-- WHAT TO DO --
Check each line of the records below for the string "writer", then state how many lines contain it, with no other output.

(Dataset items)
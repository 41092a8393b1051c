//! Console Event Sink
//!
//! Human-readable progress lines on stderr.

use std::io::{self, Write};
use std::sync::Mutex;

use is_terminal::IsTerminal;

use crate::config::Verbosity;
use crate::domain::ports::{CompileEvent, CompileEventSink};

pub struct ConsoleEventSink {
    writer: Mutex<Box<dyn Write + Send>>,
    verbosity: Verbosity,
    fancy: bool,
}

impl ConsoleEventSink {
    /// Sink writing to stderr; glyphs only when stderr is a terminal
    pub fn stderr(verbosity: Verbosity) -> Self {
        Self {
            writer: Mutex::new(Box::new(io::stderr())),
            verbosity,
            fancy: io::stderr().is_terminal(),
        }
    }

    /// Plain-text sink over any writer
    pub fn with_writer<W: Write + Send + 'static>(writer: W, verbosity: Verbosity) -> Self {
        Self {
            writer: Mutex::new(Box::new(writer)),
            verbosity,
            fancy: false,
        }
    }

    fn line(&self, text: String) {
        if let Ok(mut writer) = self.writer.lock() {
            let _ = writeln!(writer, "{}", text);
        }
    }

    fn mark(&self, fancy: &'static str, plain: &'static str) -> &'static str {
        if self.fancy {
            fancy
        } else {
            plain
        }
    }

    fn format(&self, event: &CompileEvent) -> (Verbosity, String) {
        match event {
            CompileEvent::Started {
                mode,
                candidate_count,
            } => (
                Verbosity::Normal,
                format!(
                    "holdr: {} compile, {} layout files",
                    mode.as_str(),
                    candidate_count
                ),
            ),
            CompileEvent::FileParsed { path, view_count } => (
                Verbosity::Verbose,
                format!("  parsed {} ({} views)", path.display(), view_count),
            ),
            CompileEvent::LayoutEmpty { layout } => (
                Verbosity::Verbose,
                format!("  skipped {}: no views", layout),
            ),
            CompileEvent::OutputWritten { path, .. } => (
                Verbosity::Normal,
                format!("  {} {}", self.mark("✓", "wrote"), path.display()),
            ),
            CompileEvent::OutputUnchanged { path, .. } => (
                Verbosity::Verbose,
                format!("  {} {}", self.mark("·", "unchanged"), path.display()),
            ),
            CompileEvent::OutputPruned { path, .. } => (
                Verbosity::Normal,
                format!("  {} {}", self.mark("✗", "pruned"), path.display()),
            ),
            CompileEvent::Completed {
                written_count,
                unchanged_count,
                empty_count,
                pruned_count,
            } => (
                Verbosity::Normal,
                format!(
                    "holdr: {} written, {} unchanged, {} empty, {} pruned",
                    written_count, unchanged_count, empty_count, pruned_count
                ),
            ),
        }
    }
}

impl CompileEventSink for ConsoleEventSink {
    fn on_event(&self, event: CompileEvent) {
        let (level, text) = self.format(&event);
        if self.verbosity >= level {
            self.line(text);
        }
    }

    fn wants_detailed_events(&self) -> bool {
        self.verbosity >= Verbosity::Verbose
    }
}
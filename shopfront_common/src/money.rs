use std::{
    fmt::Display,
    iter::Sum,
    ops::{Add, Mul, Neg, Sub, SubAssign},
};

use serde::{Deserialize, Serialize};
use sqlx::Type;
use thiserror::Error;

use crate::op;

pub const NPR_CURRENCY_CODE: &str = "NPR";
pub const NPR_CURRENCY_CODE_LOWER: &str = "npr";

//--------------------------------------       Money         ---------------------------------------------------------
/// A monetary amount in paisa (minor units of the Nepali rupee).
///
/// All arithmetic happens on integer minor units so that pricing math never picks up floating-point drift.
#[derive(Debug, Clone, Copy, Default, Type, Ord, PartialOrd, Serialize, Deserialize)]
#[sqlx(transparent)]
pub struct Money(i64);

op!(binary Money, Add, add);
op!(binary Money, Sub, sub);
op!(inplace Money, SubAssign, sub_assign);
op!(unary Money, Neg, neg);

impl Mul<i64> for Money {
    type Output = Self;

    fn mul(self, rhs: i64) -> Self::Output {
        Self::from(self.value() * rhs)
    }
}

impl Sum for Money {
    fn sum<I: Iterator<Item = Self>>(iter: I) -> Self {
        iter.fold(Self::default(), Add::add)
    }
}

#[derive(Debug, Clone, Error)]
#[error("Value cannot be represented in paisa: {0}")]
pub struct MoneyConversionError(String);

impl From<i64> for Money {
    fn from(value: i64) -> Self {
        Self(value)
    }
}

impl PartialEq for Money {
    fn eq(&self, other: &Self) -> bool {
        self.0 == other.0
    }
}

impl Eq for Money {}

impl TryFrom<u64> for Money {
    type Error = MoneyConversionError;

    fn try_from(value: u64) -> Result<Self, Self::Error> {
        if value > i64::MAX as u64 {
            Err(MoneyConversionError(format!("Value {} is too large to convert to Money", value)))
        } else {
            #[allow(clippy::cast_possible_wrap)]
            Ok(Self(value as i64))
        }
    }
}

impl Display for Money {
    fn fmt(&self, f: &mut std::fmt::Formatter<'_>) -> std::fmt::Result {
        let rupees = self.0 / 100;
        let paisa = (self.0 % 100).abs();
        write!(f, "Rs. {rupees}.{paisa:02}")
    }
}

impl Money {
    pub fn value(&self) -> i64 {
        self.0
    }

    pub fn from_rupees(rupees: i64) -> Self {
        Self(rupees * 100)
    }

    /// Returns `rate` percent of this amount, truncated to whole paisa.
    pub fn percent(&self, rate: i64) -> Self {
        Self(self.0 * rate / 100)
    }

    pub fn is_zero(&self) -> bool {
        self.0 == 0
    }
}

#[cfg(test)]
mod test {
    use super::Money;

    #[test]
    fn arithmetic_is_in_minor_units() {
        let unit = Money::from(10_000);
        let total = unit * 2 + Money::from(5_000);
        assert_eq!(total, Money::from(25_000));
        assert_eq!(total.percent(13), Money::from(3_250));
    }

    #[test]
    fn sum_of_line_totals() {
        let items = vec![Money::from(100), Money::from(250), Money::from(50)];
        let subtotal: Money = items.into_iter().sum();
        assert_eq!(subtotal, Money::from(400));
    }

    #[test]
    fn display_formats_rupees() {
        assert_eq!(Money::from(123_45).to_string(), "Rs. 123.45");
        assert_eq!(Money::from_rupees(7).to_string(), "Rs. 7.00");
    }
}
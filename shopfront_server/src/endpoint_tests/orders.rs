use actix_web::{http::StatusCode, web, web::ServiceConfig};
use chrono::{TimeZone, Utc};
use serde_json::json;
use shopfront_engine::{
    db_types::{Order, OrderId, OrderStatusType, OrderSummary, PaymentMethod, PaymentStatusType, TrackingEvent},
    test_utils::seed_data,
    OrderApi,
    PricingConfig,
};

use super::{
    helpers::{get_request, post_request, valid_token},
    mocks::MockOrderBackend,
};
use crate::routes::{AllOrdersRoute, CreateOrderRoute, MyOrdersRoute, OrderByNumberRoute, UpdateOrderStatusRoute};

fn order_fixture(customer_id: i64) -> Order {
    let items = vec![shopfront_engine::db_types::LineItem::from_product(&seed_data::product(1, "Pashmina Shawl", 2500), 1)];
    let summary = OrderSummary::calculate(&items, shopfront_common::Money::default(), 13, shopfront_common::Money::default());
    Order {
        id: 1,
        order_number: OrderId("ORD-1709212200000-4242".into()),
        customer_id,
        status: OrderStatusType::PendingPayment,
        payment_method: PaymentMethod::Khalti,
        payment_status: PaymentStatusType::Pending,
        transaction_id: None,
        paid_at: None,
        items,
        summary,
        shipping: seed_data::shipping(),
        tracking: vec![TrackingEvent::new(OrderStatusType::PendingPayment, "SYSTEM")],
        notes: None,
        version: 1,
        created_at: Utc.with_ymd_and_hms(2024, 2, 29, 13, 30, 0).unwrap(),
        updated_at: Utc.with_ymd_and_hms(2024, 2, 29, 13, 30, 0).unwrap(),
    }
}

fn register<F: FnOnce() -> MockOrderBackend>(make_backend: F) -> impl FnOnce(&mut ServiceConfig) {
    let api = OrderApi::new(make_backend(), PricingConfig::default());
    move |cfg: &mut ServiceConfig| {
        cfg.service(CreateOrderRoute::<MockOrderBackend>::new())
            .service(MyOrdersRoute::<MockOrderBackend>::new())
            .service(OrderByNumberRoute::<MockOrderBackend>::new())
            .app_data(web::Data::new(api));
    }
}

fn register_admin<F: FnOnce() -> MockOrderBackend>(make_backend: F) -> impl FnOnce(&mut ServiceConfig) {
    let api = OrderApi::new(make_backend(), PricingConfig::default());
    move |cfg: &mut ServiceConfig| {
        cfg.service(AllOrdersRoute::<MockOrderBackend>::new())
            .service(UpdateOrderStatusRoute::<MockOrderBackend>::new())
            .app_data(web::Data::new(api));
    }
}

#[actix_web::test]
async fn place_order() {
    let _ = env_logger::try_init().ok();
    let configure = register(|| {
        let mut backend = MockOrderBackend::new();
        backend.expect_user_by_id().returning(|id| Ok(Some(seed_data::user(id))));
        backend.expect_product_by_id().returning(|id| Ok(Some(seed_data::product(id, "Pashmina Shawl", 2500))));
        backend.expect_insert_order().returning(|order, event| {
            Ok(Order {
                id: 1,
                order_number: order.order_number,
                customer_id: order.customer_id,
                status: OrderStatusType::PendingPayment,
                payment_method: order.payment_method,
                payment_status: PaymentStatusType::Pending,
                transaction_id: None,
                paid_at: None,
                items: order.items,
                summary: order.summary,
                shipping: order.shipping,
                tracking: vec![event],
                notes: order.notes,
                version: 1,
                created_at: order.created_at,
                updated_at: order.created_at,
            })
        });
        backend.expect_clear_cart().returning(|_| Ok(()));
        backend
    });
    let token = valid_token(42, false);
    let body = json!({
        "items": [{ "product_id": 1, "quantity": 2 }],
        "payment_method": "KHALTI",
        "shipping": seed_data::shipping(),
    });
    let (status, body) = post_request(&token, "/orders", body, configure).await;
    assert_eq!(status, StatusCode::CREATED, "unexpected body: {body}");
    assert!(body.contains("\"customer_id\":42"), "unexpected body: {body}");
    assert!(body.contains("PENDING_PAYMENT"), "unexpected body: {body}");
}

#[actix_web::test]
async fn fetch_my_orders() {
    let _ = env_logger::try_init().ok();
    let configure = register(|| {
        let mut backend = MockOrderBackend::new();
        backend.expect_fetch_orders_for_customer().returning(|id| Ok(vec![order_fixture(id)]));
        backend
    });
    let token = valid_token(42, false);
    let (status, body) = get_request(&token, "/orders", configure).await;
    assert_eq!(status, StatusCode::OK);
    assert!(body.contains("ORD-1709212200000-4242"), "unexpected body: {body}");
}

#[actix_web::test]
async fn foreign_order_is_invisible() {
    let _ = env_logger::try_init().ok();
    let configure = register(|| {
        let mut backend = MockOrderBackend::new();
        backend.expect_fetch_order_by_number().returning(|_| Ok(Some(order_fixture(99))));
        backend
    });
    let token = valid_token(42, false);
    let (status, body) = get_request(&token, "/orders/ORD-1709212200000-4242", configure).await;
    assert_eq!(status, StatusCode::NOT_FOUND, "unexpected body: {body}");
}

#[actix_web::test]
async fn admin_sees_any_order() {
    let _ = env_logger::try_init().ok();
    let configure = register(|| {
        let mut backend = MockOrderBackend::new();
        backend.expect_fetch_order_by_number().returning(|_| Ok(Some(order_fixture(99))));
        backend
    });
    let token = valid_token(42, true);
    let (status, body) = get_request(&token, "/orders/ORD-1709212200000-4242", configure).await;
    assert_eq!(status, StatusCode::OK);
    assert!(body.contains("\"customer_id\":99"), "unexpected body: {body}");
}

#[actix_web::test]
async fn order_listing_needs_admin() {
    let _ = env_logger::try_init().ok();
    let configure = register_admin(MockOrderBackend::new);
    let token = valid_token(42, false);
    let (status, body) = get_request(&token, "/orders", configure).await;
    assert_eq!(status, StatusCode::FORBIDDEN, "unexpected body: {body}");
}

#[actix_web::test]
async fn order_listing_as_admin() {
    let _ = env_logger::try_init().ok();
    let configure = register_admin(|| {
        let mut backend = MockOrderBackend::new();
        backend.expect_fetch_orders().returning(|_, _| Ok(vec![order_fixture(7), order_fixture(8)]));
        backend
    });
    let token = valid_token(1, true);
    let (status, body) = get_request(&token, "/orders?skip=0&limit=10", configure).await;
    assert_eq!(status, StatusCode::OK);
    assert!(body.contains("\"customer_id\":7") && body.contains("\"customer_id\":8"), "unexpected body: {body}");
}

#[actix_web::test]
async fn status_update_with_garbage_status() {
    let _ = env_logger::try_init().ok();
    let configure = register_admin(MockOrderBackend::new);
    let token = valid_token(1, true);
    let (status, body) =
        post_request(&token, "/orders/ORD-1/status", json!({"status": "TELEPORTED"}), configure).await;
    assert_eq!(status, StatusCode::BAD_REQUEST, "unexpected body: {body}");
}

#[actix_web::test]
async fn status_update_version_conflict() {
    let _ = env_logger::try_init().ok();
    let configure = register_admin(|| {
        let mut backend = MockOrderBackend::new();
        backend.expect_fetch_order_by_number().returning(|_| Ok(Some(order_fixture(42))));
        backend.expect_update_order_status().returning(|order_number, _, _, expected_version| {
            Err(shopfront_engine::OrderApiError::VersionConflict {
                order_number: order_number.clone(),
                expected_version,
            })
        });
        backend
    });
    let token = valid_token(1, true);
    let (status, body) = post_request(
        &token,
        "/orders/ORD-1709212200000-4242/status",
        json!({"status": "SHIPPED", "location": "Kathmandu hub"}),
        configure,
    )
    .await;
    assert_eq!(status, StatusCode::CONFLICT, "unexpected body: {body}");
    assert!(body.contains("modified concurrently"), "unexpected body: {body}");
}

-- OUTPUT BELOW --
7